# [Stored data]
※ ※ ※
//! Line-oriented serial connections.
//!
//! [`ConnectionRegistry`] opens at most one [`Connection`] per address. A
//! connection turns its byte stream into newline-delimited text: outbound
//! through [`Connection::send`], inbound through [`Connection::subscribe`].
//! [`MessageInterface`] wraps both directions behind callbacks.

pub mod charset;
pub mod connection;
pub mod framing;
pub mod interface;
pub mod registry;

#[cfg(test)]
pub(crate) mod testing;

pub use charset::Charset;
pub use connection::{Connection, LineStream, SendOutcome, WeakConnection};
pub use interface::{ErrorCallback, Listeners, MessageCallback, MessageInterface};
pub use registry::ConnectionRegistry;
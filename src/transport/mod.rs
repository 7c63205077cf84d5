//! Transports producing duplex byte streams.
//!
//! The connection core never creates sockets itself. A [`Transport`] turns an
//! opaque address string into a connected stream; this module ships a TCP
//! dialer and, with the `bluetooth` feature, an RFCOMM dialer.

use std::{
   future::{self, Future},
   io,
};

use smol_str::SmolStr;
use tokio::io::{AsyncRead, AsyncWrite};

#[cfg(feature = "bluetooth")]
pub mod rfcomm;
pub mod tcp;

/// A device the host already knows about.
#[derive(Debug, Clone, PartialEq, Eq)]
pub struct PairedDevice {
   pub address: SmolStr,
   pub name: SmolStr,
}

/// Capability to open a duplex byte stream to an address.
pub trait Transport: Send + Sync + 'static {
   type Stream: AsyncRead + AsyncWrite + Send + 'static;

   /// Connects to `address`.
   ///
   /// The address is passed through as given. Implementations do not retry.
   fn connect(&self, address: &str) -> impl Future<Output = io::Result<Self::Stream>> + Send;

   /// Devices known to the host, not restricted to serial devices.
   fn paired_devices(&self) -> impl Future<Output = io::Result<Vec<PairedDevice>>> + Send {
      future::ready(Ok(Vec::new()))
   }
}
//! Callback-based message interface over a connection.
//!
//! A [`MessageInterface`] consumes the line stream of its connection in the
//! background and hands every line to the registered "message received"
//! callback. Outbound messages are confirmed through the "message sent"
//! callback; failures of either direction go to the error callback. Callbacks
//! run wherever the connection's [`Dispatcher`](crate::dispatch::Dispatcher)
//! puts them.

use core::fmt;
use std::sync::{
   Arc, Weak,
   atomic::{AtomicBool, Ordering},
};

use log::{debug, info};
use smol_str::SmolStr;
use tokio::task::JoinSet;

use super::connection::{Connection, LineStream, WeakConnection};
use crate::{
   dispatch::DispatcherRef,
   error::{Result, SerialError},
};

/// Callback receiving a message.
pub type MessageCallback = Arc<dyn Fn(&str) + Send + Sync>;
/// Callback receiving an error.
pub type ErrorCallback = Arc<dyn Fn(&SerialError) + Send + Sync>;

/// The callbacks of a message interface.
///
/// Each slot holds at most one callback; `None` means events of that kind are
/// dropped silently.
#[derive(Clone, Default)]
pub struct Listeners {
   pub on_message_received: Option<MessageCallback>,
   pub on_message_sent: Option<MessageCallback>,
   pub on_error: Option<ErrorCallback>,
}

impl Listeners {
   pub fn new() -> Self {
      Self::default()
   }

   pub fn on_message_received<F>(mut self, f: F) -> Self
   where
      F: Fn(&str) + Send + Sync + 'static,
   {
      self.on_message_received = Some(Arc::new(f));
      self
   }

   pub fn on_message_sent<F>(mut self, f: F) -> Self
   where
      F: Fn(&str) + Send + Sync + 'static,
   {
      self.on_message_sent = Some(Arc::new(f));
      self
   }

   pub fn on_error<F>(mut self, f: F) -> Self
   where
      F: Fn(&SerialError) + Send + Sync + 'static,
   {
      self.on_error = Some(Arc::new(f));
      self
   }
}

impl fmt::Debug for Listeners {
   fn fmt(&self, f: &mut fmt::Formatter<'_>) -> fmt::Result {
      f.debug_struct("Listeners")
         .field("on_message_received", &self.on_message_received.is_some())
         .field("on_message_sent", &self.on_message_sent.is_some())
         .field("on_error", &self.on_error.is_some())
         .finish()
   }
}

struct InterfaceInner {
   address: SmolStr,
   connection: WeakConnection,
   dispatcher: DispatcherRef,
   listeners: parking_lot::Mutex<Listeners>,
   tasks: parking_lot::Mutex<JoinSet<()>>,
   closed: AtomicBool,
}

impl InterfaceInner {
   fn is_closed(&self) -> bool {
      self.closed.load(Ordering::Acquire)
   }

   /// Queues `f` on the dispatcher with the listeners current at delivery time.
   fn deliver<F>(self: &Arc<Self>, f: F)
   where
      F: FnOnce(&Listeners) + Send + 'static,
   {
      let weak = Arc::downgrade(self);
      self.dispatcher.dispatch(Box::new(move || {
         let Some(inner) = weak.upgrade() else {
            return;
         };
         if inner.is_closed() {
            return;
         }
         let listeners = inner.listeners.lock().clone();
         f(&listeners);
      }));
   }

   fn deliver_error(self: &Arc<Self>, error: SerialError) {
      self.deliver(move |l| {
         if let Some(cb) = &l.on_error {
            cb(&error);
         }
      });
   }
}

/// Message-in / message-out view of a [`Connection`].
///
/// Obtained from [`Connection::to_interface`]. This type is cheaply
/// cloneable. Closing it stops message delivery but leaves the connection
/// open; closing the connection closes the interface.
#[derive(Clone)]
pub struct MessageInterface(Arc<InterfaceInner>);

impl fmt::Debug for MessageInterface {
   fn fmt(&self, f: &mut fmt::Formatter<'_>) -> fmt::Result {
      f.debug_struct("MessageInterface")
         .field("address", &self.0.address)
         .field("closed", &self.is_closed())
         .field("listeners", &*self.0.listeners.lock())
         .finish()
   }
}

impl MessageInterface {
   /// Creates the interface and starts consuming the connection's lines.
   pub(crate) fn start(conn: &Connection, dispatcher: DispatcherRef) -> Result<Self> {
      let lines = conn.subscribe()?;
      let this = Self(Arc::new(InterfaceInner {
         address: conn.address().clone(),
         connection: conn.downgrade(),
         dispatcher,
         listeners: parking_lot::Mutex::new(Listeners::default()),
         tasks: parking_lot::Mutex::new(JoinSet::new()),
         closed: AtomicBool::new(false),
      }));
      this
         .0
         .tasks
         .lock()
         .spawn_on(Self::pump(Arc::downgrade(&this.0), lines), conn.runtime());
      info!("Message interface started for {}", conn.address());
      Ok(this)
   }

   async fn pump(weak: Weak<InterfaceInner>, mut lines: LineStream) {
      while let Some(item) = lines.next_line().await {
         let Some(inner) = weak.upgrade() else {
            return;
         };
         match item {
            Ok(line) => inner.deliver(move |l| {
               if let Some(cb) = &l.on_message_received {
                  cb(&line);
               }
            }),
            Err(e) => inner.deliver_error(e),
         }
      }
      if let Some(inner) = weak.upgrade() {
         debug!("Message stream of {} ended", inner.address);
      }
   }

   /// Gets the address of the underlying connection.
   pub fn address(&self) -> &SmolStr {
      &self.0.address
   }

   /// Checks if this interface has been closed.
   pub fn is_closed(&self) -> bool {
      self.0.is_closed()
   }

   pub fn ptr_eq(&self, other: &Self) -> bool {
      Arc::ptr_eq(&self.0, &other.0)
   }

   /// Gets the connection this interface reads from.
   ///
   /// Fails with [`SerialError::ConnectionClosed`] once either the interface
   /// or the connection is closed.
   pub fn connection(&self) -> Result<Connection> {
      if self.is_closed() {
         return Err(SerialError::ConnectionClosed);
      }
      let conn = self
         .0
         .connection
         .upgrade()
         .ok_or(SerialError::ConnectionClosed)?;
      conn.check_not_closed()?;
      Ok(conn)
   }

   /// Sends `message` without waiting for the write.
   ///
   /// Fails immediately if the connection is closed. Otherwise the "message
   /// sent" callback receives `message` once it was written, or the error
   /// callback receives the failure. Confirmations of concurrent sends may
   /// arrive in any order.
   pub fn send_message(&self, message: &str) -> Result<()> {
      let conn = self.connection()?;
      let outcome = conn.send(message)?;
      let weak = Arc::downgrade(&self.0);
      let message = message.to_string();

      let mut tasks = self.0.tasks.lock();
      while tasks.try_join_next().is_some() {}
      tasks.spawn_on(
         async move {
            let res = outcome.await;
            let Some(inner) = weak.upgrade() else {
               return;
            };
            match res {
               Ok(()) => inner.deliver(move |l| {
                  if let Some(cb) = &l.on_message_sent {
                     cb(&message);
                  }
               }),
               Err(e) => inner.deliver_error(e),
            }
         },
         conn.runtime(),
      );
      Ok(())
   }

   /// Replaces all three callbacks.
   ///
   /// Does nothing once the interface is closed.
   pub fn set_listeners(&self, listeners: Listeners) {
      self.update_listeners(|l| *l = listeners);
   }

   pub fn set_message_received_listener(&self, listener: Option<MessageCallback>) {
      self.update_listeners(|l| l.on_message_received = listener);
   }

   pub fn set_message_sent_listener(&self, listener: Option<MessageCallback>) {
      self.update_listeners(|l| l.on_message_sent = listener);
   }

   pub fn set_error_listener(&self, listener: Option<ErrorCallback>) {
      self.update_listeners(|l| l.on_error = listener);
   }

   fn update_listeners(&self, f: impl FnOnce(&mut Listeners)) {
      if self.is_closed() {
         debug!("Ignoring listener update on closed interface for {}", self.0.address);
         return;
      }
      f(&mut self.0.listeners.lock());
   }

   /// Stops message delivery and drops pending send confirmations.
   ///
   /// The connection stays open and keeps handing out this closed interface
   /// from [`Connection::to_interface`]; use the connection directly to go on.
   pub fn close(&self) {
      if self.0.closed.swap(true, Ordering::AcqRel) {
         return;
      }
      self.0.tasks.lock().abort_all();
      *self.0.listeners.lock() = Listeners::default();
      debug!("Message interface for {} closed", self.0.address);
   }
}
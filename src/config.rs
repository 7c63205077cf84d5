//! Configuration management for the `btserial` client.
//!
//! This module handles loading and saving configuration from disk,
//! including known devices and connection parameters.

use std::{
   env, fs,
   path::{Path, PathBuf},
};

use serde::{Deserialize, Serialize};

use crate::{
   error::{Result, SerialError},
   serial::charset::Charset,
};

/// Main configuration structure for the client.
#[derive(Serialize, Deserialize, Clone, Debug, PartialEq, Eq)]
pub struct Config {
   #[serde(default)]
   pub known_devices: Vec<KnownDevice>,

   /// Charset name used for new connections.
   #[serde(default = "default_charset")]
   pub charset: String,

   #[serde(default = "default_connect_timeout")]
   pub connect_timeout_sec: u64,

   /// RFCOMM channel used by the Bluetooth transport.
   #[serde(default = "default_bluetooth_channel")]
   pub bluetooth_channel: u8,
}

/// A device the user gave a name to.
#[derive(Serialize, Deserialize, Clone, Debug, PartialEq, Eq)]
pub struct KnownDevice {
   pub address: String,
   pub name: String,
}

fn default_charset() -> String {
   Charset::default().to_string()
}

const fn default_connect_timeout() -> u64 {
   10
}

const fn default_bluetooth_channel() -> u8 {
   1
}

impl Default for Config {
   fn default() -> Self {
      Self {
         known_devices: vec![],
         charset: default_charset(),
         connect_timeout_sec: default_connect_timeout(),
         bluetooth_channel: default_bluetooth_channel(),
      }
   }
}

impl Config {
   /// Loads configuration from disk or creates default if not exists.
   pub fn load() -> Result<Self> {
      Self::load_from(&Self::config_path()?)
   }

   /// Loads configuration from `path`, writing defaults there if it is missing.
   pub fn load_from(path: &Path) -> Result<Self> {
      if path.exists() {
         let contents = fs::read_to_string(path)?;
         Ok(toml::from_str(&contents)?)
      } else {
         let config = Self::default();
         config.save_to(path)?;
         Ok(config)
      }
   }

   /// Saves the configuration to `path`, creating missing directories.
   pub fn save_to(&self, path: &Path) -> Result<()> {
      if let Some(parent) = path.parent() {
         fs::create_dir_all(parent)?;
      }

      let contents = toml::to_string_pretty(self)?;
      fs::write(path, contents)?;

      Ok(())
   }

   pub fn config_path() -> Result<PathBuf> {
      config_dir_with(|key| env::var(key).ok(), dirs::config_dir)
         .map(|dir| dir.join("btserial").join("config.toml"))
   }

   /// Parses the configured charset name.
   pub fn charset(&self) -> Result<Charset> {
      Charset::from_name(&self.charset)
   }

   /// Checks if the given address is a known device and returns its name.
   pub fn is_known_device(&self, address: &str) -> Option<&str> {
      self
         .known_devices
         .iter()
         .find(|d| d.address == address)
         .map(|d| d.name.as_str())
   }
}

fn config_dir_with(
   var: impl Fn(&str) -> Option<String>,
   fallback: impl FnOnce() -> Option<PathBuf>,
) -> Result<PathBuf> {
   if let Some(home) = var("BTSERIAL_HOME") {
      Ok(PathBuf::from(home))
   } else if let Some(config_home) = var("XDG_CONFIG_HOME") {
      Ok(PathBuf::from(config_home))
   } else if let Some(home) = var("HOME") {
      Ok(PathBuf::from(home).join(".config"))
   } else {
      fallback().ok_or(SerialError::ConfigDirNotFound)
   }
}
※ ※ ※
# [Aim of the task]
From the entries above, write out only the lines starting at the line that holds "per address. A" and ending at the line that holds "type Stream: AsyncRead", keeping both and matching them exactly.

# [Task response]
//! [`ConnectionRegistry`] opens at most one [`Connection`] per address. A
//! connection turns its byte stream into newline-delimited text: outbound
//! through [`Connection::send`], inbound through [`Connection::subscribe`].
//! [`MessageInterface`] wraps both directions behind callbacks.

pub mod charset;
pub mod connection;
pub mod framing;
pub mod interface;
pub mod registry;

#[cfg(test)]
pub(crate) mod testing;

pub use charset::Charset;
pub use connection::{Connection, LineStream, SendOutcome, WeakConnection};
pub use interface::{ErrorCallback, Listeners, MessageCallback, MessageInterface};
pub use registry::ConnectionRegistry;
filename src/transport/mod.rs
repository 7c63205077cf84d5
//! Transports producing duplex byte streams.
//!
//! The connection core never creates sockets itself. A [`Transport`] turns an
//! opaque address string into a connected stream; this module ships a TCP
//! dialer and, with the `bluetooth` feature, an RFCOMM dialer.

use std::{
   future::{self, Future},
   io,
};

use smol_str::SmolStr;
use tokio::io::{AsyncRead, AsyncWrite};

#[cfg(feature = "bluetooth")]
pub mod rfcomm;
pub mod tcp;

/// A device the host already knows about.
#[derive(Debug, Clone, PartialEq, Eq)]
pub struct PairedDevice {
   pub address: SmolStr,
   pub name: SmolStr,
}

/// Capability to open a duplex byte stream to an address.
pub trait Transport: Send + Sync + 'static {
   type Stream: AsyncRead + AsyncWrite + Send + 'static;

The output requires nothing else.